В-четвертых, уровень жизни определяется в решающей степени способностью страны производить товары и услуги, т.е. уровнем производительности труда. Контроль над ценами, в особенности при длительном их применении, имеет отрицательный эффект в социальной и экономической сфере, в частности сокращается производство и возникает теневая экономика{530}.

Нельзя забывать: в России на случай неурожая с конца XVIII в. существовала общегосударственная система продовольственной помощи, располагавшая огромными запасами хлеба. Она работала более или менее удовлетворительно, хотя иногда, в годы чрезвычайных неурожаев, давала сбои, как случилось, например, в 1891–1892 гг.{531} Кроме того, крестьянство получало от государства огромную финансовую помощь во время недородов.
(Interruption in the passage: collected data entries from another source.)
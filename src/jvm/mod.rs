//! JVM-level building blocks
//!
//! Everything in this module is about the classfile side of the assembler: internal names and
//! descriptors, the constant pool, concrete instructions with their exact encoded widths, and
//! the verification types that go into stack map frames. Nothing here knows about the
//! assembler's own instruction model; [`crate::assemble`] lowers that model into these types.
//!
//! The submodules mirror the layers of a `Code` attribute:
//!
//!   - [`class_file`] is the raw serialized layer (constants, attributes)
//!   - [`code`] is the instruction layer (instructions, basic blocks, jump widening)
//!   - [`verifier`] is the type layer (verification types, frames, frame compression)

mod access_flags;
mod binary_format;
pub mod class_file;
pub mod code;
mod descriptors;
mod errors;
mod names;
pub mod verifier;

pub use access_flags::*;
pub use binary_format::*;
pub use descriptors::*;
pub use errors::*;
pub use names::*;
#[cfg(test)]
mod test {
    use super::*;
    use crate::jvm::FieldType;

    /// Hierarchy that only knows `java/lang/Object` sits on top
    struct FlatChecker;

    impl InheritanceChecker for FlatChecker {
        fn common_type(&self, class1: &BinaryName, class2: &BinaryName) -> BinaryName {
            if class1 == class2 {
                class1.clone()
            } else {
                BinaryName::OBJECT
            }
        }

        fn is_assignable(&self, sub_class: &BinaryName, super_class: &BinaryName) -> bool {
            sub_class == super_class || super_class == &BinaryName::OBJECT
        }
    }

    fn frame(locals: Vec<AbstractValue>, stack: Vec<AbstractValue>) -> Frame {
        Frame {
            locals,
            stack: stack.into_iter().collect(),
        }
    }

    #[test]
    fn method_entry_frame() {
        let descriptor = MethodDescriptor {
            parameters: vec![
                FieldType::LONG,
                FieldType::object(BinaryName::STRING),
                FieldType::INT,
            ],
            return_type: None,
        };
        let entry = Frame::method_entry(Some(RefType::OBJECT), &descriptor);

        assert_eq!(
            entry.locals,
            vec![
                VerificationType::Object(RefType::OBJECT),
                VerificationType::Long,
                VerificationType::Top,
                VerificationType::Object(RefType::Object(BinaryName::STRING)),
                VerificationType::Integer,
            ],
        );
        assert!(entry.stack.is_empty());
    }

    #[test]
    fn merge_reports_changes() {
        let mut target = frame(
            vec![VerificationType::Integer, VerificationType::Null],
            vec![],
        );

        // Identical incoming state: nothing changes
        let incoming = target.clone();
        assert_eq!(target.merge(&incoming, &FlatChecker), Ok(false));

        // A local widens: the frame changed
        let incoming = frame(
            vec![
                VerificationType::Integer,
                VerificationType::Object(RefType::Object(BinaryName::STRING)),
            ],
            vec![],
        );
        assert_eq!(target.merge(&incoming, &FlatChecker), Ok(true));
        assert_eq!(
            target.locals[1],
            VerificationType::Object(RefType::Object(BinaryName::STRING)),
        );

        // Merging that same state again is a no-op
        assert_eq!(target.merge(&incoming, &FlatChecker), Ok(false));
    }

    #[test]
    fn merge_rejects_conflicting_locals() {
        let mut target = frame(vec![VerificationType::Integer], vec![]);
        let incoming = frame(vec![VerificationType::Float], vec![]);
        assert!(matches!(
            target.merge(&incoming, &FlatChecker),
            Err(MergeConflict::IncompatibleTypes(_)),
        ));
    }

    #[test]
    fn merge_tops_out_missing_locals() {
        let mut target = frame(
            vec![VerificationType::Integer, VerificationType::Float],
            vec![],
        );
        let incoming = frame(vec![VerificationType::Integer], vec![]);
        assert_eq!(target.merge(&incoming, &FlatChecker), Ok(true));
        assert_eq!(
            target.locals,
            vec![VerificationType::Integer, VerificationType::Top],
        );
    }

    #[test]
    fn merge_rejects_stack_mismatches() {
        let mut target = frame(vec![], vec![VerificationType::Integer]);
        let incoming = frame(vec![], vec![]);
        assert_eq!(
            target.merge(&incoming, &FlatChecker),
            Err(MergeConflict::MismatchedStackSizes {
                expected: 1,
                found: 0,
            }),
        );

        let incoming = frame(vec![], vec![VerificationType::Float]);
        assert!(matches!(
            target.merge(&incoming, &FlatChecker),
            Err(MergeConflict::IncompatibleTypes(_)),
        ));
    }

    #[test]
    fn replace_all_occurrences() {
        let uninit = VerificationType::Uninitialized(2);
        let string = VerificationType::Object(RefType::Object(BinaryName::STRING));
        let mut state = frame(
            vec![uninit.clone(), VerificationType::Integer],
            vec![uninit.clone(), uninit.clone()],
        );

        state.replace_all(&uninit, &string);
        assert_eq!(state.locals, vec![string.clone(), VerificationType::Integer]);
        let stack: Vec<AbstractValue> = state.stack.iter().map(|(_, _, v)| v.clone()).collect();
        assert_eq!(stack, vec![string.clone(), string]);
    }

    #[test]
    fn maximums_count_slots_not_entries() {
        let state = frame(
            vec![VerificationType::Long, VerificationType::Top],
            vec![VerificationType::Double, VerificationType::Integer],
        );
        let mut max_locals = Offset(0);
        let mut max_stack = Offset(0);
        state.update_maximums(&mut max_locals, &mut max_stack);
        assert_eq!(max_locals, Offset(2));
        assert_eq!(max_stack, Offset(3));
    }

    #[test]
    fn frame_compression() {
        let mut constants = ConstantsPool::new();
        let new_offsets = HashMap::new();

        let base = frame(
            vec![VerificationType::Integer, VerificationType::Integer],
            vec![],
        )
        .into_serializable(&mut constants, &new_offsets)
        .unwrap();

        // Same locals, empty stack
        let same = base.stack_map_frame(7, &base);
        assert_eq!(same, StackMapFrame::Same { offset_delta: 7 });

        // Same locals, one stack item
        let one_item = frame(
            vec![VerificationType::Integer, VerificationType::Integer],
            vec![VerificationType::Null],
        )
        .into_serializable(&mut constants, &new_offsets)
        .unwrap();
        assert_eq!(
            one_item.stack_map_frame(3, &base),
            StackMapFrame::SameOneStackItem {
                offset_delta: 3,
                stack: VerificationType::Null,
            },
        );

        // Locals extended by a prefix-preserving tail
        let appended = frame(
            vec![
                VerificationType::Integer,
                VerificationType::Integer,
                VerificationType::Float,
            ],
            vec![],
        )
        .into_serializable(&mut constants, &new_offsets)
        .unwrap();
        assert_eq!(
            appended.stack_map_frame(11, &base),
            StackMapFrame::Append {
                offset_delta: 11,
                locals: vec![VerificationType::Float],
            },
        );

        // Reverse direction chops
        assert_eq!(
            base.stack_map_frame(2, &appended),
            StackMapFrame::Chop {
                offset_delta: 2,
                chopped: 1,
            },
        );

        // Incomparable locals fall back to a full frame
        let unrelated = frame(
            vec![VerificationType::Float, VerificationType::Long],
            vec![VerificationType::Integer, VerificationType::Integer],
        )
        .into_serializable(&mut constants, &new_offsets)
        .unwrap();
        assert_eq!(
            unrelated.stack_map_frame(0, &base),
            StackMapFrame::Full {
                offset_delta: 0,
                locals: vec![VerificationType::Float, VerificationType::Long],
                stack: vec![VerificationType::Integer, VerificationType::Integer],
            },
        );
    }

    #[test]
    fn serialization_drops_wide_padding_and_trailing_tops() {
        let mut constants = ConstantsPool::new();
        let new_offsets = HashMap::new();

        let state = frame(
            vec![
                VerificationType::Long,
                VerificationType::Top,
                VerificationType::Top,
                VerificationType::Top,
            ],
            vec![],
        )
        .into_serializable(&mut constants, &new_offsets)
        .unwrap();

        // The padding after the long is implicit and the dead tail slots are trimmed
        assert_eq!(state.locals, vec![VerificationType::Long]);
    }
}
#[cfg(test)]
mod test {
    use super::*;
    use crate::jvm::code::{
        EqComparison, Instruction, OrdComparison, SynLabel, SynLabelGenerator,
    };

    type Block = BasicBlock<(), Instruction, BranchInstruction<SynLabel, SynLabel, SynLabel>>;

    /// Block whose straight-line instructions are exactly `len` bytes long
    fn filler_block(
        len: usize,
        branch_end: BranchInstruction<SynLabel, SynLabel, SynLabel>,
    ) -> Block {
        let parity_nop = if len % 2 == 0 {
            None
        } else {
            Some(Instruction::Nop)
        };
        BasicBlock {
            instructions: parity_nop
                .into_iter()
                .chain((0..len / 2).flat_map(|_| [Instruction::IConst0, Instruction::Pop]))
                .collect(),
            frame: (),
            branch_end,
        }
    }

    /// Block containing only a branch instruction
    fn branch_block(branch_end: BranchInstruction<SynLabel, SynLabel, SynLabel>) -> Block {
        filler_block(0, branch_end)
    }

    fn block_map(blocks: &[(SynLabel, &Block)]) -> HashMap<SynLabel, Block> {
        blocks
            .iter()
            .map(|(lbl, block)| (*lbl, (*block).clone()))
            .collect()
    }

    /// Run the rewrite, then check the output layout, the output blocks, that every remaining
    /// regular jump fits in 16 bits (and every wide jump genuinely needed widening), and that no
    /// block moved by anything other than a multiple of four bytes.
    fn assert_jump_rewrite(
        block_order: &mut Vec<SynLabel>,
        blocks: &mut HashMap<SynLabel, Block>,
        label_generator: &mut SynLabelGenerator,
        expected_block_order: &[SynLabel],
        expected_blocks: &HashMap<SynLabel, Block>,
    ) {
        let old_offsets = BasicBlock::compute_block_offsets(block_order, blocks);

        widen_oversized_jumps(
            block_order,
            blocks,
            label_generator,
            &SIGNED_16BIT_JUMP_RANGE,
        );
        let new_offsets = BasicBlock::compute_block_offsets(block_order, blocks);

        assert_eq!(
            block_order, expected_block_order,
            "rewritten block layout order"
        );

        let block_keys: HashSet<SynLabel> = blocks.keys().copied().collect();
        let expected_keys: HashSet<SynLabel> = expected_blocks.keys().copied().collect();
        assert_eq!(block_keys, expected_keys, "rewritten block labels");

        for key in block_keys {
            let block = &blocks[&key];
            assert_eq!(block, &expected_blocks[&key], "block {:?}", key);

            let branch_offset = new_offsets[&key].0 + block.instructions.offset_len().0;
            match block.branch_end.jump_targets() {
                JumpTargets::None | JumpTargets::WideMany(_) => (),
                JumpTargets::Regular(target) => {
                    let jump_distance = new_offsets[&target].0 as isize - branch_offset as isize;
                    assert!(
                        i16::try_from(jump_distance).is_ok(),
                        "jump from {:?} is still oversized ({})",
                        key,
                        jump_distance
                    );
                }
                JumpTargets::Wide(target) => {
                    let jump_distance = new_offsets[&target].0 as isize - branch_offset as isize;
                    assert!(
                        i16::try_from(jump_distance).is_err(),
                        "jump from {:?} did not need widening ({})",
                        key,
                        jump_distance
                    );
                }
            }
        }

        for (lbl, old_offset) in old_offsets {
            let new_offset = new_offsets[&lbl];
            assert_eq!(
                new_offset.0.abs_diff(old_offset.0) % 4,
                0,
                "block {:?} moved from {} to {}",
                lbl,
                old_offset.0,
                new_offset.0,
            );
        }
    }

    #[test]
    fn no_jumps() {
        let label_generator = &mut SynLabelGenerator::new(SynLabel::START);

        let l0 = label_generator.fresh_label();
        let block_order = &mut vec![l0];

        let b0 = &filler_block(21, BranchInstruction::Return);
        let blocks = &mut block_map(&[(l0, b0)]);

        assert_jump_rewrite(
            block_order,
            blocks,
            label_generator,
            &[l0],
            &block_map(&[(l0, b0)]),
        );
    }

    #[test]
    fn small_jumps_left_alone() {
        let label_generator = &mut SynLabelGenerator::new(SynLabel::START);

        let l0 = label_generator.fresh_label();
        let l1 = label_generator.fresh_label();
        let l2 = label_generator.fresh_label();
        let block_order = &mut vec![l0, l1, l2];

        let b0 = &filler_block(6, BranchInstruction::IfICmp(OrdComparison::NE, l2, l1));
        let b1 = &filler_block(4, BranchInstruction::AReturn);
        let b2 = &filler_block(2, BranchInstruction::Goto(l1));
        let blocks = &mut block_map(&[(l0, b0), (l1, b1), (l2, b2)]);

        assert_jump_rewrite(
            block_order,
            blocks,
            label_generator,
            &[l0, l1, l2],
            &block_map(&[(l0, b0), (l1, b1), (l2, b2)]),
        );
    }

    #[test]
    fn backward_goto_widened() {
        let label_generator = &mut SynLabelGenerator::new(SynLabel::START);

        let l0 = label_generator.fresh_label();
        let l1 = label_generator.fresh_label();
        let l2 = label_generator.fresh_label();
        let block_order = &mut vec![l0, l1, l2];

        let b0 = &filler_block(4, BranchInstruction::Goto(l2));
        let b1 = &filler_block(4, BranchInstruction::Return);
        let b2 = &filler_block(40000, BranchInstruction::Goto(l1));
        let blocks = &mut block_map(&[(l0, b0), (l1, b1), (l2, b2)]);

        let new_b2 = &mut b2.clone();
        new_b2.instructions.push(Instruction::Nop);
        new_b2.instructions.push(Instruction::Nop);
        new_b2.branch_end = BranchInstruction::GotoW(l1);

        assert_jump_rewrite(
            block_order,
            blocks,
            label_generator,
            &[l0, l1, l2],
            &block_map(&[(l0, b0), (l1, b1), (l2, new_b2)]),
        );
    }

    #[test]
    fn forward_conditional_widened() {
        let label_generator = &mut SynLabelGenerator::new(SynLabel::START);

        let l0 = label_generator.fresh_label();
        let l1 = label_generator.fresh_label();
        let l2 = label_generator.fresh_label();
        let block_order = &mut vec![l0, l1, l2];

        let b0 = &filler_block(2, BranchInstruction::IfNull(EqComparison::EQ, l2, l1));
        let b1 = &filler_block(40000, BranchInstruction::Return);
        let b2 = &filler_block(2, BranchInstruction::Return);
        let blocks = &mut block_map(&[(l0, b0), (l1, b1), (l2, b2)]);

        let after_the_fact = &mut label_generator.clone();
        let l3 = after_the_fact.fresh_label();
        let l4 = after_the_fact.fresh_label();

        let new_b0 = &mut b0.clone();
        new_b0.branch_end = BranchInstruction::IfNull(EqComparison::NE, l4, l3);
        let b3 = &branch_block(BranchInstruction::Goto(l1));
        let b4 = &branch_block(BranchInstruction::GotoW(l2));

        assert_jump_rewrite(
            block_order,
            blocks,
            label_generator,
            &[l0, l3, l4, l1, l2],
            &block_map(&[(l0, new_b0), (l1, b1), (l2, b2), (l3, b3), (l4, b4)]),
        );
    }

    #[test]
    fn backward_conditional_widened() {
        let label_generator = &mut SynLabelGenerator::new(SynLabel::START);

        let l0 = label_generator.fresh_label();
        let l1 = label_generator.fresh_label();
        let l2 = label_generator.fresh_label();
        let l3 = label_generator.fresh_label();
        let block_order = &mut vec![l0, l1, l2, l3];

        let b0 = &filler_block(2, BranchInstruction::Goto(l2));
        let b1 = &filler_block(2, BranchInstruction::Return);
        let b2 = &filler_block(36000, BranchInstruction::IfICmp(OrdComparison::NE, l1, l3));
        let b3 = &filler_block(2, BranchInstruction::Return);
        let blocks = &mut block_map(&[(l0, b0), (l1, b1), (l2, b2), (l3, b3)]);

        let after_the_fact = &mut label_generator.clone();
        let l4 = after_the_fact.fresh_label();
        let l5 = after_the_fact.fresh_label();

        let new_b2 = &mut b2.clone();
        new_b2.branch_end = BranchInstruction::IfICmp(OrdComparison::EQ, l5, l4);
        let b4 = &branch_block(BranchInstruction::Goto(l3));
        let b5 = &branch_block(BranchInstruction::GotoW(l1));

        assert_jump_rewrite(
            block_order,
            blocks,
            label_generator,
            &[l0, l1, l2, l4, l5, l3],
            &block_map(&[
                (l0, b0),
                (l1, b1),
                (l2, new_b2),
                (l3, b3),
                (l4, b4),
                (l5, b5),
            ]),
        );
    }

    // An oversized backward `goto` whose 4-byte rewrite pushes a barely-fitting forward
    // conditional out of range, forcing a second rewrite.
    #[test]
    fn rewrite_cascade() {
        let label_generator = &mut SynLabelGenerator::new(SynLabel::START);

        let l0 = label_generator.fresh_label();
        let l1 = label_generator.fresh_label();
        let l2 = label_generator.fresh_label();
        let l3 = label_generator.fresh_label();
        let l4 = label_generator.fresh_label();
        let block_order = &mut vec![l0, l1, l2, l3, l4];

        let b0 = &filler_block(2, BranchInstruction::Goto(l2));
        let b1 = &filler_block(30000, BranchInstruction::IfICmp(OrdComparison::GT, l4, l2));
        let b2 = &filler_block(2800, BranchInstruction::Goto(l0));
        let b3 = &filler_block(29960, BranchInstruction::FallThrough(l4));
        let b4 = &filler_block(2, BranchInstruction::Return);
        let blocks = &mut block_map(&[(l0, b0), (l1, b1), (l2, b2), (l3, b3), (l4, b4)]);

        // The backward goto spans every byte before it; the forward conditional barely fits
        assert_eq!(
            b0.width() + b1.width() + 2800,
            32808,
            "backward goto l2->l0 is oversized",
        );
        assert_eq!(
            b1.branch_end.width() + b2.width() + b3.width(),
            i16::MAX as usize - 1,
            "forward conditional l1->l4 is barely undersized",
        );

        let after_the_fact = &mut label_generator.clone();
        let l5 = after_the_fact.fresh_label();
        let l6 = after_the_fact.fresh_label();

        let new_b1 = &mut b1.clone();
        new_b1.branch_end = BranchInstruction::IfICmp(OrdComparison::LE, l6, l5);
        let b5 = &branch_block(BranchInstruction::Goto(l2));
        let b6 = &branch_block(BranchInstruction::GotoW(l4));

        let new_b2 = &mut b2.clone();
        new_b2.instructions.push(Instruction::Nop);
        new_b2.instructions.push(Instruction::Nop);
        new_b2.branch_end = BranchInstruction::GotoW(l0);

        assert_jump_rewrite(
            block_order,
            blocks,
            label_generator,
            &[l0, l1, l5, l6, l2, l3, l4],
            &block_map(&[
                (l0, b0),
                (l1, new_b1),
                (l2, new_b2),
                (l3, b3),
                (l4, b4),
                (l5, b5),
                (l6, b6),
            ]),
        );
    }
}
Всего за 1891–1912 гг. государственные расходы на продовольственную помощь крестьянам составили 488,1 млн. руб., из которых они возвратили лишь около половины (57%) долга.

Наконец, землепашцы расходовали огромные деньги на водку даже в голодные годы: жители (не только крестьяне) лишь 12 из 90 губерний России всего за два неурожайных года, 1905–1906 гг., выпили водки на 259,7 млн. руб. — сумму, превышающую стоимость почти всех кораблей Балтийского и Тихоокеанского флотов империи, вместе взятых, а также вооружений, уничтоженных и захваченных японцами в Порт-Артуре, при Цусиме, Ляояне, Мукдене и в других местах сражений{532}. В 1907–1913 гг. казна получала в среднем в год 772,7 млн. руб. дохода от казенной винной монополии — в 2,1 раза больше, чем все расходы на проведение Столыпинской аграрной реформы в эти годы, составившие 362,6 млн. руб.[63]

Таким образом, концепция «голодного экспорта» — это легенда, ставшая фальшивым аргументом С.Н. и других мальтузианцев, а вся схема происхождения экзистенциального кризиса в позднеимперской России находится в противоречии с фактами. По иронии судьбы, современные российские мальтузианцы, в отличие от своих предшественников, всегда бывших оппонентами марксистов, разделяют точку зрения последних на пореформенное развитие России и происхождение революций из системного кризиса. В пореформенное время вопреки мальтузианской схеме (согласно ей в эти годы происходила фаза «сжатия», т.е. упадок) численность населения за счет естественного прироста увеличивалась, причем ускоряющимися темпами, питание являлось достаточным и улучшалось, ВВП и производство сельскохозяйственной продукции возрастали. Следует отметить: в стране начался демографический переход от традиционного к современному типу воспроизводства населения, благодаря чему рождаемость из стихийной превращалась в регулируемую, что навсегда избавляло людей от мальтузианской ловушки{533}.

В методологии науки признается: если теория расходится с фактами (результатами экспериментов) — она неверна. Соответственно и реанимируемая С.А. Нефедовым и другими мальтузианцами ленинская, по сути, концепция революции 1917 г., с точки зрения теоретической, методической и источниковедческой, также не выдерживает критики.